Menurut dia, tak ada yang sanggup menjamin Prabowo akan lebih menghormati HAM jika menang pada Pilpres 2019.

“Apakah Pak Prabowo akan lebih baik? Bukan jaminan. Belum tentu,” ungkap Rachland, Senin (10/12).

Dia tak menerangkan alasannya terkait hal tersebut. Rachland menyebutkan jika nantinya Prabowo terpilih menjadi presiden namun abai terhadap penuntasan kasus HAM, alangkah baiknya dia mendapat hukuman.

Menurut Racland hukuman yang patut diberikan adalah yakni tidak memilih kembali Prabowo di pilpres berikutnya.
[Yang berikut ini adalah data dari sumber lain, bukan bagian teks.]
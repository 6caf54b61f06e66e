use crate::types::{KinematicState, Position2D, Rotation};
use glam::{Vec2, Vec3};

const NANOS_PER_SEC: f32 = 1_000_000_000.0;

/// Planar dead reckoning by double integration of linear acceleration.
///
/// Acceleration is rotated into the world frame and only its X/Y components
/// are integrated. There is no bias correction, zero-velocity update or
/// outlier rejection, so drift grows without bound.
#[derive(Debug, Default)]
pub struct InertialIntegrator {
    state: KinematicState,
    /// Timestamp of the previous sample. `None` until the first sample seeds it.
    last_timestamp: Option<i64>,
}

impl InertialIntegrator {
    pub fn new() -> Self {
        Self::default()
    }

    /// Integrate one acceleration sample.
    ///
    /// The first sample after construction or [`reset`](Self::reset) only
    /// records its timestamp and returns `None`.
    pub fn integrate(
        &mut self,
        timestamp_nanos: i64,
        accel_device: Vec3,
        rotation: &Rotation,
    ) -> Option<Position2D> {
        let world = rotation.rotate(accel_device);

        let last = self.last_timestamp.replace(timestamp_nanos)?;

        // Wire timestamps are untrusted; a wrapped difference must not panic.
        let dt = timestamp_nanos.wrapping_sub(last) as f32 / NANOS_PER_SEC;
        let accel = Vec2::new(world.x, world.y);

        self.state.velocity += accel * dt;
        self.state.position += self.state.velocity * dt;

        Some(self.state.position)
    }

    /// Zero position and velocity and forget the timestamp baseline.
    pub fn reset(&mut self) {
        self.state = KinematicState::default();
        self.last_timestamp = None;
    }

    pub fn state(&self) -> KinematicState {
        self.state
    }

    pub fn is_seeded(&self) -> bool {
        self.last_timestamp.is_some()
    }
}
Dia menilai hukuman tersebut sesuai dengan prinsip pemilu.

“Ini kan pemilu, ya. Pemilu ini kan fungsinya untuk menghukum pemerintah yang dianggap buruk,” ucap Rachland.

Begitu pun dengan Jokowi. Rachland menganggap, Jokowi sudah terbukti abai terkait HAM. Dia merujuk pada kasus penyiraman air keras terhadap Novel Baswedan, penyidik Komisi Pemberantasan Korupsi (KPK) yang hingga kini tidak diketahui siapa pelakunya.
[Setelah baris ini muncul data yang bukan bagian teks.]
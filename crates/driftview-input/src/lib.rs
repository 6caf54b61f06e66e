pub mod gesture;
pub mod viewport;

pub use gesture::GestureRecognizer;
pub use viewport::{ViewportController, ViewportState};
Tidak hanya itu, Rachland juga menyinggung janji Jokowi untuk merampungkan kasus pelanggaran HAM di masa lalu. Kata dia, itu pun tidak tuntas hingga kini.

“Janjinya tidak terealisasi. Pak Jokowi menurut saya harus dihukum dengan tidak dipilih lagi,” ungkap Rachland.

Harris Azhar, Direktur Lokataru mengatakan tidak ada satu pun capres di Pemilu 2019 yang peduli dengan HAM. Presiden yang terpilih nantinya merupakan hasil pemenang elektoral, bukan berarti presiden yang menghormati HAM.

“Enggak ada yang compatible terhadap HAM. Karena keduanya sama-sama tidak ramah terhadap HAM dengan berbagai variannya,” ucap Harris.

Menurut Harris, Jokowi tidak mampu  merealisasikan janjinya untuk menyelesaikan pelanggaran HAM masa lalu. Selain itu, dia juga menyebutkan kebebasan mengutarakan pendapat menjadi semakin sempit.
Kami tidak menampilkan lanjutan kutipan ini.